Mr McCulloch also points to NTEU achievements in wages (“salaries are amongst the highest in the world”) and conditions and the way, “collective agreements have sharply circumscribed managerial prerogative.”
“These achievements have been possible because of the union’s highly democratic structure, the active participation of our members and the incremental but continued growth in the union’s membership.”
But he warns that the present palls. Falls in public funding have increased the fee burden on students and widened the divide between richer and poorer universities. And university cultures are transformed, for the worse.
There is an exponential growth of an “out of touch (and sometimes parasitic) senior executive elite.”
“Their inflated salaries reflect neither the contribution nor, in many instances, the capability of this bureaucratic management caste.”
Academic and professional staff, “are assessed against sterile metric-driven performance indicators that bear little relationship to the core teaching, research and community service obligations of universities.”
“Professional autonomy is eroding and workloads and insecure employment are increasing,” he warns.

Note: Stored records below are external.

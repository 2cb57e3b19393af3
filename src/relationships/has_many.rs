//! Multi-reference edges.

use crate::error::Result;
use crate::model::ModelLookup;
use crate::ordered_set::OrderedSet;
use crate::types::ModelId;

use super::many_array::ManyArray;
use super::relationship::EdgeKind;
use super::{EdgeKey, GraphCtx, RelationshipGraph};

/// Canonical order and the visible array of a has-many edge.
#[derive(Clone, Debug)]
pub struct HasManyState {
    pub(crate) canonical_state: Vec<ModelId>,
    pub(crate) many_array: ManyArray,
}

impl HasManyState {
    pub fn new(owner: ModelId, key: impl Into<String>) -> Self {
        Self {
            canonical_state: Vec::new(),
            many_array: ManyArray::new(owner, key),
        }
    }

    pub fn canonical_state(&self) -> &[ModelId] {
        &self.canonical_state
    }
}

impl RelationshipGraph {
    /// Replace canonical membership with `records`, in order.
    ///
    /// Canonical members missing from `records` are removed, the rest are
    /// placed at their new index. Local unsaved additions survive the
    /// resulting flush.
    pub fn compute_changes<M: ModelLookup>(
        &mut self,
        ctx: &mut GraphCtx<'_, M>,
        owner: ModelId,
        key: &EdgeKey,
        records: &[ModelId],
    ) -> Result<()> {
        let rel = self.ensure(ctx, owner, key)?;
        rel.expect_has_many()?;

        let mut wanted = OrderedSet::new();
        for record in records {
            wanted.add(*record);
        }
        let stale: Vec<ModelId> = rel
            .canonical_members
            .iter()
            .copied()
            .filter(|m| !wanted.has(m))
            .collect();
        for record in stale {
            self.remove_canonical_record(ctx, owner, key, record)?;
        }

        for (idx, record) in wanted.iter().copied().enumerate() {
            let rel = self.ensure(ctx, owner, key)?;
            let state = rel.expect_has_many()?;
            match state.canonical_state.iter().position(|r| *r == record) {
                Some(at) if at == idx => {}
                Some(at) => {
                    state.canonical_state.remove(at);
                    let to = idx.min(state.canonical_state.len());
                    state.canonical_state.insert(to, record);
                    self.flush_canonical_later(ctx, owner, key);
                }
                None => self.add_canonical_record(ctx, owner, key, record, Some(idx))?,
            }
        }

        let rel = self.ensure(ctx, owner, key)?;
        let mut ordered = OrderedSet::new();
        for record in wanted.iter().copied().filter(|r| rel.canonical_members.has(r)) {
            ordered.add(record);
        }
        for record in rel.canonical_members.iter() {
            ordered.add(*record);
        }
        rel.canonical_members = ordered;
        rel.has_data = true;
        self.flush_canonical_later(ctx, owner, key);
        Ok(())
    }

    /// Add `records` locally, starting at `idx` when given.
    pub fn add_records<M: ModelLookup>(
        &mut self,
        ctx: &mut GraphCtx<'_, M>,
        owner: ModelId,
        key: &EdgeKey,
        records: &[ModelId],
        idx: Option<usize>,
    ) -> Result<()> {
        self.ensure(ctx, owner, key)?.expect_has_many()?;
        for (offset, record) in records.iter().enumerate() {
            self.add_record(ctx, owner, key, *record, idx.map(|i| i + offset))?;
        }
        Ok(())
    }

    pub fn remove_records<M: ModelLookup>(
        &mut self,
        ctx: &mut GraphCtx<'_, M>,
        owner: ModelId,
        key: &EdgeKey,
        records: &[ModelId],
    ) -> Result<()> {
        self.ensure(ctx, owner, key)?.expect_has_many()?;
        for record in records {
            self.remove_record(ctx, owner, key, *record)?;
        }
        Ok(())
    }

    /// Splice the visible array: drop `remove_count` records starting at
    /// `idx`, then insert `records` there.
    pub fn replace<M: ModelLookup>(
        &mut self,
        ctx: &mut GraphCtx<'_, M>,
        owner: ModelId,
        key: &EdgeKey,
        idx: usize,
        remove_count: usize,
        records: &[ModelId],
    ) -> Result<()> {
        let rel = self.ensure(ctx, owner, key)?;
        let removed: Vec<ModelId> = match &rel.kind {
            EdgeKind::HasMany(state) => state
                .many_array
                .records()
                .iter()
                .skip(idx)
                .take(remove_count)
                .copied()
                .collect(),
            _ => {
                rel.expect_has_many()?;
                Vec::new()
            }
        };
        self.remove_records(ctx, owner, key, &removed)?;
        self.add_records(ctx, owner, key, records, Some(idx))?;
        let rel = self.ensure(ctx, owner, key)?;
        rel.has_data = true;
        Ok(())
    }
}
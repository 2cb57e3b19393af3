//! Record lifecycle state machine.
//!
//! The chart (`empty`, `loading`, `loaded.{saved,created,updated}`,
//! `deleted.*`) is static and shared by every record; each record only holds
//! its current node. Dispatch is table driven: the current node's handler
//! table is consulted first, then each parent in turn.

mod chart;
mod events;

pub use chart::{DirtyType, Flag, RecordState, StateFlags, TransitionPlan, ALL_STATES};
pub use events::{
    dispatch, exit_effects, setup_effects, Effect, LifecycleEvent, PropertyChange, RecordEvent,
};
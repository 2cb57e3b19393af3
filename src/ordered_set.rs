//! Insertion-ordered set with O(1) membership.
//!
//! Relationship membership (`members`, `canonicalMembers`) and the
//! per-record reverse index of record arrays are all built on this.

use std::collections::HashSet;
use std::hash::Hash;

/// An insertion-ordered collection of unique values.
#[derive(Clone, Debug)]
pub struct OrderedSet<T> {
    list: Vec<T>,
    presence: HashSet<T>,
}

impl<T: Clone + Eq + Hash> OrderedSet<T> {
    pub fn new() -> Self {
        Self {
            list: Vec::new(),
            presence: HashSet::new(),
        }
    }

    /// Append `value` unless already present. Returns true if inserted.
    pub fn add(&mut self, value: T) -> bool {
        if !self.presence.insert(value.clone()) {
            return false;
        }
        self.list.push(value);
        true
    }

    /// Insert `value` at `idx` (clamped to the length) unless already present.
    pub fn add_with_index(&mut self, value: T, idx: Option<usize>) -> bool {
        match idx {
            None => self.add(value),
            Some(idx) => {
                if !self.presence.insert(value.clone()) {
                    return false;
                }
                let idx = idx.min(self.list.len());
                self.list.insert(idx, value);
                true
            }
        }
    }

    /// Remove `value`. Returns true if it was present.
    pub fn delete(&mut self, value: &T) -> bool {
        if !self.presence.remove(value) {
            return false;
        }
        if let Some(pos) = self.list.iter().position(|v| v == value) {
            self.list.remove(pos);
        }
        true
    }

    pub fn has(&self, value: &T) -> bool {
        self.presence.contains(value)
    }

    pub fn len(&self) -> usize {
        self.list.len()
    }

    pub fn is_empty(&self) -> bool {
        self.list.is_empty()
    }

    pub fn clear(&mut self) {
        self.list.clear();
        self.presence.clear();
    }

    pub fn iter(&self) -> std::slice::Iter<'_, T> {
        self.list.iter()
    }

    pub fn to_vec(&self) -> Vec<T> {
        self.list.clone()
    }

    pub fn as_slice(&self) -> &[T] {
        &self.list
    }

    pub fn index_of(&self, value: &T) -> Option<usize> {
        if !self.has(value) {
            return None;
        }
        self.list.iter().position(|v| v == value)
    }
}

impl<T: Clone + Eq + Hash> Default for OrderedSet<T> {
    fn default() -> Self {
        Self::new()
    }
}

impl<T: Clone + Eq + Hash> FromIterator<T> for OrderedSet<T> {
    fn from_iter<I: IntoIterator<Item = T>>(iter: I) -> Self {
        let mut set = OrderedSet::new();
        for value in iter {
            set.add(value);
        }
        set
    }
}

impl<'a, T: Clone + Eq + Hash> IntoIterator for &'a OrderedSet<T> {
    type Item = &'a T;
    type IntoIter = std::slice::Iter<'a, T>;

    fn into_iter(self) -> Self::IntoIter {
        self.list.iter()
    }
}

impl<T: Clone + Eq + Hash> PartialEq for OrderedSet<T> {
    fn eq(&self, other: &Self) -> bool {
        self.list == other.list
    }
}

#[cfg(test)]
mod tests {
    use super::*;

    #[test]
    fn test_add_preserves_order_and_uniqueness() {
        let mut set = OrderedSet::new();
        assert!(set.add("a"));
        assert!(set.add("b"));
        assert!(!set.add("a"));
        assert_eq!(set.to_vec(), vec!["a", "b"]);
        assert_eq!(set.len(), 2);
    }

    #[test]
    fn test_add_with_index() {
        let mut set: OrderedSet<u32> = [1, 2, 3].into_iter().collect();
        assert!(set.add_with_index(9, Some(1)));
        assert_eq!(set.to_vec(), vec![1, 9, 2, 3]);
        assert!(set.add_with_index(10, Some(100)));
        assert_eq!(set.to_vec(), vec![1, 9, 2, 3, 10]);
        assert!(!set.add_with_index(2, Some(0)));
    }

    #[test]
    fn test_delete() {
        let mut set: OrderedSet<u32> = [1, 2, 3].into_iter().collect();
        assert!(set.delete(&2));
        assert!(!set.delete(&2));
        assert!(!set.has(&2));
        assert_eq!(set.to_vec(), vec![1, 3]);
        assert_eq!(set.index_of(&3), Some(1));
        assert_eq!(set.index_of(&2), None);
    }

    #[test]
    fn test_clone_is_independent() {
        let mut a: OrderedSet<u32> = [1, 2].into_iter().collect();
        let b = a.clone();
        a.add(3);
        assert_eq!(b.to_vec(), vec![1, 2]);
        assert_ne!(a, b);
    }
}
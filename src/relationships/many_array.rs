//! Live, index-addressable view of a has-many relationship.

use crate::model::ModelLookup;
use crate::types::ModelId;

/// The ordered records a has-many currently shows.
#[derive(Clone, Debug)]
pub struct ManyArray {
    owner: ModelId,
    key: String,
    current_state: Vec<ModelId>,
    is_loaded: bool,
    meta: Option<serde_json::Value>,
}

impl ManyArray {
    pub fn new(owner: ModelId, key: impl Into<String>) -> Self {
        Self {
            owner,
            key: key.into(),
            current_state: Vec::new(),
            is_loaded: false,
            meta: None,
        }
    }

    pub fn owner(&self) -> ModelId {
        self.owner
    }

    pub fn key(&self) -> &str {
        &self.key
    }

    pub fn records(&self) -> &[ModelId] {
        &self.current_state
    }

    pub fn get(&self, index: usize) -> Option<ModelId> {
        self.current_state.get(index).copied()
    }

    pub fn len(&self) -> usize {
        self.current_state.len()
    }

    pub fn is_empty(&self) -> bool {
        self.current_state.is_empty()
    }

    pub fn contains(&self, record: ModelId) -> bool {
        self.current_state.contains(&record)
    }

    pub fn is_loaded(&self) -> bool {
        self.is_loaded
    }

    pub(crate) fn set_loaded(&mut self, loaded: bool) {
        self.is_loaded = loaded;
    }

    pub fn meta(&self) -> Option<&serde_json::Value> {
        self.meta.as_ref()
    }

    pub(crate) fn set_meta(&mut self, meta: Option<serde_json::Value>) {
        self.meta = meta;
    }

    pub(crate) fn internal_add(&mut self, record: ModelId, idx: Option<usize>) {
        if self.current_state.contains(&record) {
            return;
        }
        match idx {
            Some(idx) => {
                let idx = idx.min(self.current_state.len());
                self.current_state.insert(idx, record);
            }
            None => self.current_state.push(record),
        }
    }

    pub(crate) fn internal_remove(&mut self, record: ModelId) {
        self.current_state.retain(|r| *r != record);
    }

    /// Rebuild from canonical order, dropping deleted records and keeping
    /// unsaved local records appended after the canonical ones.
    pub(crate) fn flush_canonical<M: ModelLookup>(&mut self, canonical: &[ModelId], models: &M) {
        let mut next: Vec<ModelId> = canonical
            .iter()
            .copied()
            .filter(|r| !models.is_deleted(*r))
            .collect();
        let unsaved: Vec<ModelId> = self
            .current_state
            .iter()
            .copied()
            .filter(|r| models.is_new(*r) && !next.contains(r))
            .collect();
        next.extend(unsaved);
        self.current_state = next;
    }
}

For the next generation of leaders he points to “big strides” in gender equity and equalising pay and promotions for academic women but not those on the professional staff, saying “there is more to be done for both groups.” And he nominates “rising workloads and increasing casual employment” as the “two biggest challenges.”
And overall, he warns the union must face-up to managements.
“The system is approaching, but has not yet reached, a crisis point. There is still scope for university staff to assert their professional rights and to have their voice heard within most university decision-making processes. But this could all but disappear if there is not an urgent change in the management culture of universities.”